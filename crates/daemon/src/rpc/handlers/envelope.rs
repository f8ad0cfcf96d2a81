//! `envelope.*` and `reaction.set` handlers.

use serde_json::{json, Value};

use hb_domain::envelope::{
    meta, Attachment, Envelope, EnvelopeContent, EnvelopeStatus,
};
use hb_domain::id::{new_id, short_id};
use hb_domain::time::{now_ms, parse_deliver_at};
use hb_domain::{Address, Error, Result};
use hb_store::EnvelopeFilter;

use crate::rpc::auth::Identity;
use crate::rpc::handlers::{param_str, param_u64, require_str};
use crate::runtime::{bridge, router};
use crate::state::AppState;

const DEFAULT_LIST_LIMIT: usize = 50;
const MAX_LIST_LIMIT: usize = 500;

fn envelope_view(envelope: &Envelope) -> Value {
    json!({
        "id": envelope.id.to_string(),
        "short-id": short_id(&envelope.id),
        "from": envelope.from.to_string(),
        "to": envelope.to.to_string(),
        "from-boss": envelope.from_boss,
        "text": envelope.content.text,
        "attachments": envelope.content.attachments,
        "deliver-at": envelope.deliver_at,
        "status": envelope.status.as_str(),
        "created-at": envelope.created_at,
        "metadata": envelope.metadata,
    })
}

pub(super) fn parse_attachments(params: &Value) -> Result<Vec<Attachment>> {
    let Some(raw) = params.get("attachments") else {
        return Ok(Vec::new());
    };
    let items = raw
        .as_array()
        .ok_or_else(|| Error::Validation("attachments must be an array".into()))?;
    items
        .iter()
        .map(|item| match item {
            Value::String(source) => Ok(Attachment {
                source: source.clone(),
                filename: None,
                adapter_file_id: None,
            }),
            Value::Object(_) => serde_json::from_value(item.clone())
                .map_err(|e| Error::Validation(format!("bad attachment: {e}"))),
            _ => Err(Error::Validation(
                "attachment must be a source string or an object".into(),
            )),
        })
        .collect()
}

pub(super) async fn send(state: &AppState, identity: &Identity, params: &Value) -> Result<Value> {
    let to: Address = require_str(params, "to")?.parse()?;
    let content = EnvelopeContent {
        text: param_str(params, "text"),
        attachments: parse_attachments(params)?,
    };
    if content.is_empty() {
        return Err(Error::Validation(
            "envelope needs text or attachments".into(),
        ));
    }

    let now = now_ms();
    let deliver_at = match param_str(params, "deliver-at") {
        Some(raw) => Some(parse_deliver_at(&raw, now)?),
        None => None,
    };

    let (from, from_boss) = match identity {
        Identity::Boss => (Address::channel("cli", state.boss_name()), true),
        Identity::Agent(agent) => (Address::agent(&agent.name), false),
    };

    let mut metadata = serde_json::Map::new();
    if let Some(reply_raw) = param_str(params, "reply-to-envelope-id") {
        let replied = state.store.find_envelope_by_prefix(&reply_raw)?;
        metadata.insert(
            meta::REPLY_TO_ENVELOPE_ID.into(),
            json!(replied.id.to_string()),
        );
    }

    let envelope = Envelope {
        id: new_id(),
        from,
        to,
        from_boss,
        content,
        deliver_at,
        status: EnvelopeStatus::Pending,
        created_at: now,
        metadata,
    };
    let id = envelope.id;
    router::submit(state, envelope).await?;

    Ok(json!({
        "envelope-id": id.to_string(),
        "short-id": short_id(&id),
        "deliver-at": deliver_at,
        "status": "pending",
    }))
}

pub(super) fn list(state: &AppState, identity: &Identity, params: &Value) -> Result<Value> {
    let subject = match param_str(params, "agent") {
        Some(name) => {
            if !identity.is_boss() && identity.agent_name() != Some(name.as_str()) {
                return Err(Error::PermissionDenied(
                    "only the boss may list another agent's envelopes".into(),
                ));
            }
            Some(name)
        }
        None => identity.agent_name().map(str::to_string),
    };

    let status = match param_str(params, "status") {
        Some(raw) => Some(raw.parse::<EnvelopeStatus>()?),
        None => None,
    };
    let limit = param_u64(params, "limit")
        .map(|v| (v as usize).min(MAX_LIST_LIMIT))
        .unwrap_or(DEFAULT_LIST_LIMIT);

    let boxed = param_str(params, "box").unwrap_or_else(|| "inbox".to_string());
    let mut filter = EnvelopeFilter {
        status,
        limit,
        ..Default::default()
    };
    if let Some(name) = &subject {
        let addr = Address::agent(name).to_string();
        match boxed.as_str() {
            "inbox" => filter.to = Some(addr),
            "outbox" => filter.from = Some(addr),
            other => {
                return Err(Error::Validation(format!(
                    "box must be 'inbox' or 'outbox', got '{other}'"
                )))
            }
        }
    }

    let envelopes = state.store.list_envelopes(&filter)?;
    Ok(json!({
        "envelopes": envelopes.iter().map(envelope_view).collect::<Vec<_>>(),
        "count": envelopes.len(),
    }))
}

pub(super) fn get(state: &AppState, _identity: &Identity, params: &Value) -> Result<Value> {
    let raw = require_str(params, "id")?;
    let envelope = state.store.find_envelope_by_prefix(&raw)?;
    Ok(envelope_view(&envelope))
}

/// Set an emoji reaction on the channel message an envelope corresponds to.
pub(super) async fn set_reaction(
    state: &AppState,
    identity: &Identity,
    params: &Value,
) -> Result<Value> {
    let raw = require_str(params, "envelope-id")?;
    let emoji = require_str(params, "emoji")?;
    let envelope = state.store.find_envelope_by_prefix(&raw)?;

    // The channel side of the envelope, whichever direction it travelled.
    let channel = match (&envelope.from, &envelope.to) {
        (Address::Channel { adapter_type, chat_id }, _)
        | (_, Address::Channel { adapter_type, chat_id }) => (adapter_type.clone(), chat_id.clone()),
        _ => {
            return Err(Error::Validation(format!(
                "envelope {} has no channel side",
                short_id(&envelope.id)
            )))
        }
    };
    let platform_message_id = envelope
        .meta_str(meta::PLATFORM_MESSAGE_ID)
        .ok_or_else(|| {
            Error::Validation(format!(
                "envelope {} has no platform message id",
                short_id(&envelope.id)
            ))
        })?
        .to_string();

    if let Some(agent_name) = identity.agent_name() {
        if !state.store.agent_has_binding(agent_name, &channel.0)? {
            return Err(Error::PermissionDenied(format!(
                "agent '{agent_name}' has no {} binding",
                channel.0
            )));
        }
    }

    bridge::dispatch_reaction(state, &channel.0, &channel.1, &platform_message_id, &emoji).await?;
    Ok(json!({ "ok": true }))
}
//! Shared child-process runner for the CLI drivers.
//!
//! Lifetime contract: stdin is written once and closed, stdout is consumed
//! line by line, stderr is drained into a bounded ring buffer for error
//! reporting. Cancellation escalates SIGINT → SIGTERM → SIGKILL with short
//! grace windows.

use std::collections::VecDeque;
use std::path::Path;
use std::process::Stdio;
use std::sync::Arc;
use std::time::Duration;

use nix::sys::signal::{kill, Signal};
use nix::unistd::Pid;
use tokio::io::{AsyncBufReadExt, AsyncWriteExt, BufReader};
use tokio::process::{Child, Command};
use tokio_util::sync::CancellationToken;

use hb_domain::{Error, Result};

/// Lines of stderr retained for post-mortems.
const STDERR_RING_CAPACITY: usize = 50;

/// Grace between SIGINT and SIGTERM, and between SIGTERM and SIGKILL.
const CANCEL_GRACE: Duration = Duration::from_secs(3);

pub(crate) struct ChildSpec<'a> {
    pub program: &'a str,
    pub args: Vec<String>,
    pub workdir: &'a Path,
    /// Provider-home env overrides cleared so the child uses the shared
    /// default home.
    pub clear_env: &'a [&'a str],
}

#[derive(Debug)]
pub(crate) struct ChildOutcome {
    pub exit_code: i32,
    pub stderr_tail: String,
}

fn provider_error(provider: &str, message: impl Into<String>) -> Error {
    Error::Provider {
        provider: provider.to_string(),
        message: message.into(),
    }
}

/// Spawn the child, feed `stdin_text`, and stream stdout lines into
/// `on_line`. Returns once the child exits or cancellation completes.
pub(crate) async fn run_streaming(
    provider: &str,
    spec: ChildSpec<'_>,
    stdin_text: &str,
    cancel: &CancellationToken,
    mut on_line: impl FnMut(&str),
) -> Result<ChildOutcome> {
    let mut cmd = Command::new(spec.program);
    cmd.args(&spec.args)
        .current_dir(spec.workdir)
        .stdin(Stdio::piped())
        .stdout(Stdio::piped())
        .stderr(Stdio::piped())
        .kill_on_drop(true);
    for var in spec.clear_env {
        cmd.env_remove(var);
    }

    let mut child = cmd
        .spawn()
        .map_err(|e| provider_error(provider, format!("failed to spawn '{}': {e}", spec.program)))?;

    // Write the turn input and close stdin so the CLI starts the turn.
    if let Some(mut stdin) = child.stdin.take() {
        stdin
            .write_all(stdin_text.as_bytes())
            .await
            .map_err(|e| provider_error(provider, format!("writing stdin: {e}")))?;
        stdin
            .shutdown()
            .await
            .map_err(|e| provider_error(provider, format!("closing stdin: {e}")))?;
    }

    let stdout = child
        .stdout
        .take()
        .ok_or_else(|| provider_error(provider, "child stdout not captured"))?;
    let stderr = child
        .stderr
        .take()
        .ok_or_else(|| provider_error(provider, "child stderr not captured"))?;

    // Drain stderr concurrently into a bounded ring.
    let ring: Arc<tokio::sync::Mutex<VecDeque<String>>> = Arc::new(Default::default());
    let stderr_ring = ring.clone();
    let stderr_task = tokio::spawn(async move {
        let mut lines = BufReader::new(stderr).lines();
        while let Ok(Some(line)) = lines.next_line().await {
            let mut ring = stderr_ring.lock().await;
            if ring.len() >= STDERR_RING_CAPACITY {
                ring.pop_front();
            }
            ring.push_back(line);
        }
    });

    let mut lines = BufReader::new(stdout).lines();
    let cancelled = loop {
        tokio::select! {
            line = lines.next_line() => {
                match line {
                    Ok(Some(line)) => {
                        if !line.trim().is_empty() {
                            on_line(&line);
                        }
                    }
                    Ok(None) => break false,
                    Err(e) => {
                        terminate(&mut child).await;
                        stderr_task.abort();
                        return Err(provider_error(provider, format!("reading stdout: {e}")));
                    }
                }
            }
            () = cancel.cancelled() => {
                break true;
            }
        }
    };

    if cancelled {
        terminate(&mut child).await;
        stderr_task.abort();
        return Err(Error::Cancelled);
    }

    let status = child
        .wait()
        .await
        .map_err(|e| provider_error(provider, format!("waiting for child: {e}")))?;
    let _ = stderr_task.await;
    let stderr_tail = {
        let ring = ring.lock().await;
        ring.iter().cloned().collect::<Vec<_>>().join("\n")
    };

    let exit_code = status.code().unwrap_or(-1);
    if !status.success() {
        return Err(provider_error(
            provider,
            format!("exited with status {exit_code}: {stderr_tail}"),
        ));
    }
    Ok(ChildOutcome {
        exit_code,
        stderr_tail,
    })
}

/// SIGINT, grace, SIGTERM, grace, SIGKILL.
async fn terminate(child: &mut Child) {
    let Some(pid) = child.id() else {
        return; // already reaped
    };
    let pid = Pid::from_raw(pid as i32);

    let _ = kill(pid, Signal::SIGINT);
    if wait_with_timeout(child, CANCEL_GRACE).await {
        return;
    }
    let _ = kill(pid, Signal::SIGTERM);
    if wait_with_timeout(child, CANCEL_GRACE).await {
        return;
    }
    let _ = child.kill().await;
}

async fn wait_with_timeout(child: &mut Child, timeout: Duration) -> bool {
    tokio::time::timeout(timeout, child.wait()).await.is_ok()
}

## WHAT THE TASK REQUIRES
Output the lines of the records above exactly as they appear, from the line containing "pub program: &'a" through the line containing "stdout lines into".

## RESPONSE AREA
    pub program: &'a str,
    pub args: Vec<String>,
    pub workdir: &'a Path,
    /// Provider-home env overrides cleared so the child uses the shared
    /// default home.
    pub clear_env: &'a [&'a str],
}

#[derive(Debug)]
pub(crate) struct ChildOutcome {
    pub exit_code: i32,
    pub stderr_tail: String,
}

fn provider_error(provider: &str, message: impl Into<String>) -> Error {
    Error::Provider {
        provider: provider.to_string(),
        message: message.into(),
    }
}

/// Spawn the child, feed `stdin_text`, and stream stdout lines into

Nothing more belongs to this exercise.